(Stored items)
##############################
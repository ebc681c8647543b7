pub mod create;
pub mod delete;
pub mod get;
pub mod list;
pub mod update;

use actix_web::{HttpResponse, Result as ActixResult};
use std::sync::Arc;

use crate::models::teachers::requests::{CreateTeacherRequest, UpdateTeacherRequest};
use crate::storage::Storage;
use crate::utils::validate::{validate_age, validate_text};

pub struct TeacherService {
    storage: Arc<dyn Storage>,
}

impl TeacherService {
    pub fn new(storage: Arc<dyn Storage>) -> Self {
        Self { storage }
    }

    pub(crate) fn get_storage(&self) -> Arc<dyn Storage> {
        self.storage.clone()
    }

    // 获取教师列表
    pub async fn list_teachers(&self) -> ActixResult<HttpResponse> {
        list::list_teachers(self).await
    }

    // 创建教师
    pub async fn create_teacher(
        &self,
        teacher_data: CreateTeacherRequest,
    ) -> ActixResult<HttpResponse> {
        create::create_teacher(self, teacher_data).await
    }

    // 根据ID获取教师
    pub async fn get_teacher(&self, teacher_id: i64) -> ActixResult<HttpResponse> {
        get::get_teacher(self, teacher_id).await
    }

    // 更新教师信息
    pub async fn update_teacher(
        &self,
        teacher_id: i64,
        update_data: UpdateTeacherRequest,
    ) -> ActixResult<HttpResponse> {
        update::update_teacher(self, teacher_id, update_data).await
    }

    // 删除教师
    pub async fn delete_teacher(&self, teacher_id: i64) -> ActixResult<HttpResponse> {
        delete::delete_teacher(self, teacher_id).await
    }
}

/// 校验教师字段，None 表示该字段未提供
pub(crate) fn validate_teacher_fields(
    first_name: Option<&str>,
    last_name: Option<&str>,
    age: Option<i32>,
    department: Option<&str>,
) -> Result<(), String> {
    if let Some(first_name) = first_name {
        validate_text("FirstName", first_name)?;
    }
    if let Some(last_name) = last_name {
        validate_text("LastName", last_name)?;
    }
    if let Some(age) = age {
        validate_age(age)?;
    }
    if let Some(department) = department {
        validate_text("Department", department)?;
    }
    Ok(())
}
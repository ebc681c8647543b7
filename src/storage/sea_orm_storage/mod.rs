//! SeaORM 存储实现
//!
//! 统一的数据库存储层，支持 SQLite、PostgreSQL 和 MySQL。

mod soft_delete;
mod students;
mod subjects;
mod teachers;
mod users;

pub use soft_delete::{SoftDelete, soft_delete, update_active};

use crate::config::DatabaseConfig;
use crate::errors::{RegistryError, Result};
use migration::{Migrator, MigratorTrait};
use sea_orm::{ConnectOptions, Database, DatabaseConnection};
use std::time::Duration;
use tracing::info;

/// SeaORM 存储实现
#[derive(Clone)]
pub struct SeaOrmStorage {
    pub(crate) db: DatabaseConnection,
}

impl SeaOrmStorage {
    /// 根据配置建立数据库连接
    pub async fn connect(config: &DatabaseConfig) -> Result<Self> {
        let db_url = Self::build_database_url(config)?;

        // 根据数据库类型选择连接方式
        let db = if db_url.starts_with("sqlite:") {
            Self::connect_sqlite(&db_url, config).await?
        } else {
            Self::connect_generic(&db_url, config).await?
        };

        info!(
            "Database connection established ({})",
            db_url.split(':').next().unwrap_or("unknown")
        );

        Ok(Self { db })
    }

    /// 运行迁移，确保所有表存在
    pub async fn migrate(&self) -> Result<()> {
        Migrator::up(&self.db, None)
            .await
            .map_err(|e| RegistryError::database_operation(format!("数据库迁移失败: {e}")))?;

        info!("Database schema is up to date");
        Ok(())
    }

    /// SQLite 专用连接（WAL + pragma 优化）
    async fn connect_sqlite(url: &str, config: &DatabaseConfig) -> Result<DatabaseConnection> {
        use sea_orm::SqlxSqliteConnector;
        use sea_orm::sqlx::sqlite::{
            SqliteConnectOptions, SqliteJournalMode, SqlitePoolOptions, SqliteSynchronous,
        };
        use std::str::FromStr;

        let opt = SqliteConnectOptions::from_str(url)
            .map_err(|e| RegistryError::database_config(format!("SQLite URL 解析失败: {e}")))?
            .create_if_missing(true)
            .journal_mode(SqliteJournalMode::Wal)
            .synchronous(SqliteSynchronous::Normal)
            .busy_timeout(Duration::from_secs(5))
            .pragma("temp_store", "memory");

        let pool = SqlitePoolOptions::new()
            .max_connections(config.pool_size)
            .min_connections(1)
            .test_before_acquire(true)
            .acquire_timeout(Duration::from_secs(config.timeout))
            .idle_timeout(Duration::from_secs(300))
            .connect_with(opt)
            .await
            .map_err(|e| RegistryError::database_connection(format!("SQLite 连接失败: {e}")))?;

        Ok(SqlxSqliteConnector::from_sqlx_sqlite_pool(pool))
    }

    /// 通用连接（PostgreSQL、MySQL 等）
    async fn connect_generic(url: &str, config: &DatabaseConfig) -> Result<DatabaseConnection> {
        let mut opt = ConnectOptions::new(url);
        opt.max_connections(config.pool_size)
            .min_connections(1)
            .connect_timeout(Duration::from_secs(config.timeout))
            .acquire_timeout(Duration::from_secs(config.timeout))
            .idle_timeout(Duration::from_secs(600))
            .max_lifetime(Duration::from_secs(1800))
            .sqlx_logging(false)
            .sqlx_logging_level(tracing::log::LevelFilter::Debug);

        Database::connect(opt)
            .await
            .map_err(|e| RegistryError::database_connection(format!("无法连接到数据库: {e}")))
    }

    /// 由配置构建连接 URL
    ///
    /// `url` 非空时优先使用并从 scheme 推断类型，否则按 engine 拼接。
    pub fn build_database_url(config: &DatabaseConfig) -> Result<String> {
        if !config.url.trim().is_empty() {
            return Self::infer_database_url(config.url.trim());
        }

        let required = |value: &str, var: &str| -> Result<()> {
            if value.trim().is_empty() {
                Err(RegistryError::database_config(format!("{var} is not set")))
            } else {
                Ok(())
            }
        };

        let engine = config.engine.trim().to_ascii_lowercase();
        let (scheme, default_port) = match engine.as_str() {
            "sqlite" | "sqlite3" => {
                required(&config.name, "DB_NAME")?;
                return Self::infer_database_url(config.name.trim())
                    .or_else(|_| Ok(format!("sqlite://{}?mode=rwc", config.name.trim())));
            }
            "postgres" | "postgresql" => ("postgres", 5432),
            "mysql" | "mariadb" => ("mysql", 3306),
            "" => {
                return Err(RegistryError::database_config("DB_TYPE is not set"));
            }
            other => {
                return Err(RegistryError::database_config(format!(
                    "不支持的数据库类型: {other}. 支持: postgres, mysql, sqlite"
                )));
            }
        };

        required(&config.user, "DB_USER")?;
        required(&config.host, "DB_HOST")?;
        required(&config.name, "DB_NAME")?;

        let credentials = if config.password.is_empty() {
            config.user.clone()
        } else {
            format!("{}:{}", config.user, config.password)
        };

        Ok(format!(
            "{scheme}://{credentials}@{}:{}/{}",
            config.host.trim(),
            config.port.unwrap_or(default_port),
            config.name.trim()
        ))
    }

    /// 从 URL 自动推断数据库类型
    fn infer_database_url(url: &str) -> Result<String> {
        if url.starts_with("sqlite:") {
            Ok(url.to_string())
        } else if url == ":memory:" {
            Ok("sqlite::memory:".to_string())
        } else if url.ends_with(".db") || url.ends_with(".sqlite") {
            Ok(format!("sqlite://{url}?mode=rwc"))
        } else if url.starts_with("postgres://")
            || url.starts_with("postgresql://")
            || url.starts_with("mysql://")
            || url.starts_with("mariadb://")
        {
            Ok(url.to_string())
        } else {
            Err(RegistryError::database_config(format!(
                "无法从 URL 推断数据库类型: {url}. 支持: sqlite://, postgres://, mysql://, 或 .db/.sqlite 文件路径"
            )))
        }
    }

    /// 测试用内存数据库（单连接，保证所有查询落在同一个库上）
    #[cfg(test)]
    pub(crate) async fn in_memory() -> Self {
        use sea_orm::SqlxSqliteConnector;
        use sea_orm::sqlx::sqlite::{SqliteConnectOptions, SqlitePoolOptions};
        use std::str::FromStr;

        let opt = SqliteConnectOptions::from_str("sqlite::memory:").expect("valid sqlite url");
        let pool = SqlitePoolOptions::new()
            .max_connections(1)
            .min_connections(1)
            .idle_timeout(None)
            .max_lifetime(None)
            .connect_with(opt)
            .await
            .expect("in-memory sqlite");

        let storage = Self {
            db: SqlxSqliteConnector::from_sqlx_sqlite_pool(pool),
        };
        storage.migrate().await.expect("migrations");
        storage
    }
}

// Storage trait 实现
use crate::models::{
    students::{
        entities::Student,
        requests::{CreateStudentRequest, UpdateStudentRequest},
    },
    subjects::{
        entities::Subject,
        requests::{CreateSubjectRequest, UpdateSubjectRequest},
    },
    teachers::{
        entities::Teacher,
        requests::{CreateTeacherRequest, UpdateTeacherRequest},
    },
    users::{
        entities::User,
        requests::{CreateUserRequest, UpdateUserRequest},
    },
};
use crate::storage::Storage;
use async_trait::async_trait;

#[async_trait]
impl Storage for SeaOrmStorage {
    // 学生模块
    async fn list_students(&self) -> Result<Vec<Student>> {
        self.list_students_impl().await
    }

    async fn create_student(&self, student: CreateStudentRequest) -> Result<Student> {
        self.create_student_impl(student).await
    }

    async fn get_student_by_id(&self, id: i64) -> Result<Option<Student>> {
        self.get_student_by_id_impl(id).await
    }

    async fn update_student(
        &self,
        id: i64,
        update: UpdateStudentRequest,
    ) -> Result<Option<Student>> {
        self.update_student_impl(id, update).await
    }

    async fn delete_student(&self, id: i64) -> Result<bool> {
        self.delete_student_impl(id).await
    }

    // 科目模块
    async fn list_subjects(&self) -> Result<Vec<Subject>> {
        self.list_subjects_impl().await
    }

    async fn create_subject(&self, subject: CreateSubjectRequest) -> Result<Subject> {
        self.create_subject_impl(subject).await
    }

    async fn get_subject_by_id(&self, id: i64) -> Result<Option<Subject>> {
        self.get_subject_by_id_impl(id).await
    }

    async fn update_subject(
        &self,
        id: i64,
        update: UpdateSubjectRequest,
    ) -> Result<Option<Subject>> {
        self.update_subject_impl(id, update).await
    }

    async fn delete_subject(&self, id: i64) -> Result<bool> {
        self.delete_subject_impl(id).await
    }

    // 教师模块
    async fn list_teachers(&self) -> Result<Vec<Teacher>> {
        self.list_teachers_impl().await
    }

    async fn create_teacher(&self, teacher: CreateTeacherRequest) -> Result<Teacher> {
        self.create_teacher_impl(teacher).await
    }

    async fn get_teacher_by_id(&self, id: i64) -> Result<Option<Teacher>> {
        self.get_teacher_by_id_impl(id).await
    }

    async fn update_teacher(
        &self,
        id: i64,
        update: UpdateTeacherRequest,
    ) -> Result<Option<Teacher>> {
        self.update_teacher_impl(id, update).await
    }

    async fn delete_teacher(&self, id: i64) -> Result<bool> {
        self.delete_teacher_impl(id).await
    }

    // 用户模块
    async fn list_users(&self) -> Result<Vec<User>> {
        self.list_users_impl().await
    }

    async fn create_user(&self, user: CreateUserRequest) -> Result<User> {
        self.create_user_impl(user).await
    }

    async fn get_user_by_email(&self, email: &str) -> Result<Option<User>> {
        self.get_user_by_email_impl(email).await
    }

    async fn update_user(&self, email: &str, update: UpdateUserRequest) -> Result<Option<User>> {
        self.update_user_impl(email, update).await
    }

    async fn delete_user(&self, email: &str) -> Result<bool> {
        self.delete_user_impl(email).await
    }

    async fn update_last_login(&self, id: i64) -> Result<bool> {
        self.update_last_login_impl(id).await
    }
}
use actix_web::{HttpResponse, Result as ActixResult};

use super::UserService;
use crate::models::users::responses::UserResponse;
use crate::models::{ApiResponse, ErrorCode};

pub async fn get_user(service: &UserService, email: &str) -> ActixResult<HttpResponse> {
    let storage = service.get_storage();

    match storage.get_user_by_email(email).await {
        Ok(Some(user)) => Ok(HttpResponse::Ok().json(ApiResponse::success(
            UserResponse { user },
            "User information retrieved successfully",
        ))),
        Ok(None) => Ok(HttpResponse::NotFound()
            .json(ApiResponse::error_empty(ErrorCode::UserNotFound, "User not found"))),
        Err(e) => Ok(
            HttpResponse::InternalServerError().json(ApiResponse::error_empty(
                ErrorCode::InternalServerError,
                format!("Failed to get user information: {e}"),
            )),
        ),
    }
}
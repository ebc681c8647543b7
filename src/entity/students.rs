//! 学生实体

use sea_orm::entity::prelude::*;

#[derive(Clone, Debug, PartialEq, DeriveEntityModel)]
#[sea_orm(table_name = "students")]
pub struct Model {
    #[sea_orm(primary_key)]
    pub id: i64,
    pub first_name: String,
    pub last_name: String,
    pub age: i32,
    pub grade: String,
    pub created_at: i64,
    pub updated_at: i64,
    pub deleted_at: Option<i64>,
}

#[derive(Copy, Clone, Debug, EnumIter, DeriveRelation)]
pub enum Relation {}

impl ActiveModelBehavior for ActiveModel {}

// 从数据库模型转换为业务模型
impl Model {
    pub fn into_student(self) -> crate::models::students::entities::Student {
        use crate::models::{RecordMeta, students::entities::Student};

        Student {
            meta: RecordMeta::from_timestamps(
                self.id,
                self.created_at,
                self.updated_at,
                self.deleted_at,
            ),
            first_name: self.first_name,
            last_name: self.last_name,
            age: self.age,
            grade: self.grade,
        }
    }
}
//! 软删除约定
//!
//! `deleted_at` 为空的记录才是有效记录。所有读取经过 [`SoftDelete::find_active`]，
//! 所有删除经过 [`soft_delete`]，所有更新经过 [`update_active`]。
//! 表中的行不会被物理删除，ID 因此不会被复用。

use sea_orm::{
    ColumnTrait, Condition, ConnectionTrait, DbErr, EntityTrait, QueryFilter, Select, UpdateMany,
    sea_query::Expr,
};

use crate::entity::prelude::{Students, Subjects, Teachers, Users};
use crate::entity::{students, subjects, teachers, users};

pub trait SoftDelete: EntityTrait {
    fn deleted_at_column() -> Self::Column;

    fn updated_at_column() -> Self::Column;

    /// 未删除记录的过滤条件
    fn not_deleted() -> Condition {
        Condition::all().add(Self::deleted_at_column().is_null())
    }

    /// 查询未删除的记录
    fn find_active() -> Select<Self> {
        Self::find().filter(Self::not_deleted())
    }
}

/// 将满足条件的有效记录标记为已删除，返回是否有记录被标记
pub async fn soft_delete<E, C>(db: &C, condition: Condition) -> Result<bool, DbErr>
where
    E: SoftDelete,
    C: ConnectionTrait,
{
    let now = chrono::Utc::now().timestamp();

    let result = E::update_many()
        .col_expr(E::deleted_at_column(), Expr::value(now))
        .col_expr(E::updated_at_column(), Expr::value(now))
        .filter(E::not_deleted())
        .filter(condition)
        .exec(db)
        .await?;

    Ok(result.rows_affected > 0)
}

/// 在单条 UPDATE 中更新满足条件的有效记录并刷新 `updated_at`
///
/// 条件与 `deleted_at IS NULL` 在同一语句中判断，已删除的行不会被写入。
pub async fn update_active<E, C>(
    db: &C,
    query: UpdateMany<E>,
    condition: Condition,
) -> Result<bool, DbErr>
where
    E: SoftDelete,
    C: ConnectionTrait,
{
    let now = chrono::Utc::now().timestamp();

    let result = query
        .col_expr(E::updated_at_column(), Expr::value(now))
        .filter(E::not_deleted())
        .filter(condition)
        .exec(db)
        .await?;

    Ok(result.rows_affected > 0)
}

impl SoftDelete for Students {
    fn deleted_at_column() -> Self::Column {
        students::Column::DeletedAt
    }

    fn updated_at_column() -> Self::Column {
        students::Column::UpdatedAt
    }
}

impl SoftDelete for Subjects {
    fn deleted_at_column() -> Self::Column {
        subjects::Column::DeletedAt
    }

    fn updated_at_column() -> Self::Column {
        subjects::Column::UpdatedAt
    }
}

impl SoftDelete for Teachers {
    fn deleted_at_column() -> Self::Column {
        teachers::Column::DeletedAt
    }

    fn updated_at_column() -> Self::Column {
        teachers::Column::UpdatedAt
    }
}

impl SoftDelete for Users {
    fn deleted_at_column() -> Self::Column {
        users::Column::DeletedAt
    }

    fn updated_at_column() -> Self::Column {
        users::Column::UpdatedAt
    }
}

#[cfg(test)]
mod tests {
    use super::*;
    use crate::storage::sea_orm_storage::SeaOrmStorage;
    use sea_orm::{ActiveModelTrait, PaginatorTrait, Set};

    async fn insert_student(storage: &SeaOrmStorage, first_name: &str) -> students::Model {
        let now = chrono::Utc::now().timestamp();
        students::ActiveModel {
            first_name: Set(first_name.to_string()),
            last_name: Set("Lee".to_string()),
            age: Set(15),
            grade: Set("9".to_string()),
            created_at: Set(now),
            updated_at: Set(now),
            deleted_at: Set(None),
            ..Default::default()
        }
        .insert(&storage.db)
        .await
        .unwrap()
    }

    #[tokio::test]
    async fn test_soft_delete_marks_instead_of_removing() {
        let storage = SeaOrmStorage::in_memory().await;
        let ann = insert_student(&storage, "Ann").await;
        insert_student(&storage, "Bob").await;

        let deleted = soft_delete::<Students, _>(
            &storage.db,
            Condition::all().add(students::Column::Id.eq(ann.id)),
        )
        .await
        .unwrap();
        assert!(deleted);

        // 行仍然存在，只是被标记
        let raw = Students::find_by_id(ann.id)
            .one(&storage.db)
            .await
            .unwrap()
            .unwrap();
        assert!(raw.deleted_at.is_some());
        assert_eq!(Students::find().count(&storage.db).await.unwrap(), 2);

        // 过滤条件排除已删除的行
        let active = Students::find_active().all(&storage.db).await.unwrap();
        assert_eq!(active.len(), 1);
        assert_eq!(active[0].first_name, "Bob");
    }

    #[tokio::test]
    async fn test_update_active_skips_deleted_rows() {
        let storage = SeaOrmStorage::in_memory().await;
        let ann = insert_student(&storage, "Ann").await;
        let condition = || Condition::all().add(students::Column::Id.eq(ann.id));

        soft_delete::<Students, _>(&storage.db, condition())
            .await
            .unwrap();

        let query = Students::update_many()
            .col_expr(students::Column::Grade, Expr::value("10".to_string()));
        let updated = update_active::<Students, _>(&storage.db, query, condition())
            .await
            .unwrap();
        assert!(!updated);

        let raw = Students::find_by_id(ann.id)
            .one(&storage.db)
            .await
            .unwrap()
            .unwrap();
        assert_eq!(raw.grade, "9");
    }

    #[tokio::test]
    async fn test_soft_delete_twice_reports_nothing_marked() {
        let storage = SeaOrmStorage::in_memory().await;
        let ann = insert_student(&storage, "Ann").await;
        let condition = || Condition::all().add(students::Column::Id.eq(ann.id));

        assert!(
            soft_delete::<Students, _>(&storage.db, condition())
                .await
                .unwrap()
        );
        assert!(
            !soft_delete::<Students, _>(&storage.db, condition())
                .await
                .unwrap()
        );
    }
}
##############################
- INSTRUCTIONS TO FOLLOW -
Show the lines of the records that include the string "SqliteSynchronous".

- ANSWER BOX -
            SqliteConnectOptions, SqliteJournalMode, SqlitePoolOptions, SqliteSynchronous,
            .synchronous(SqliteSynchronous::Normal)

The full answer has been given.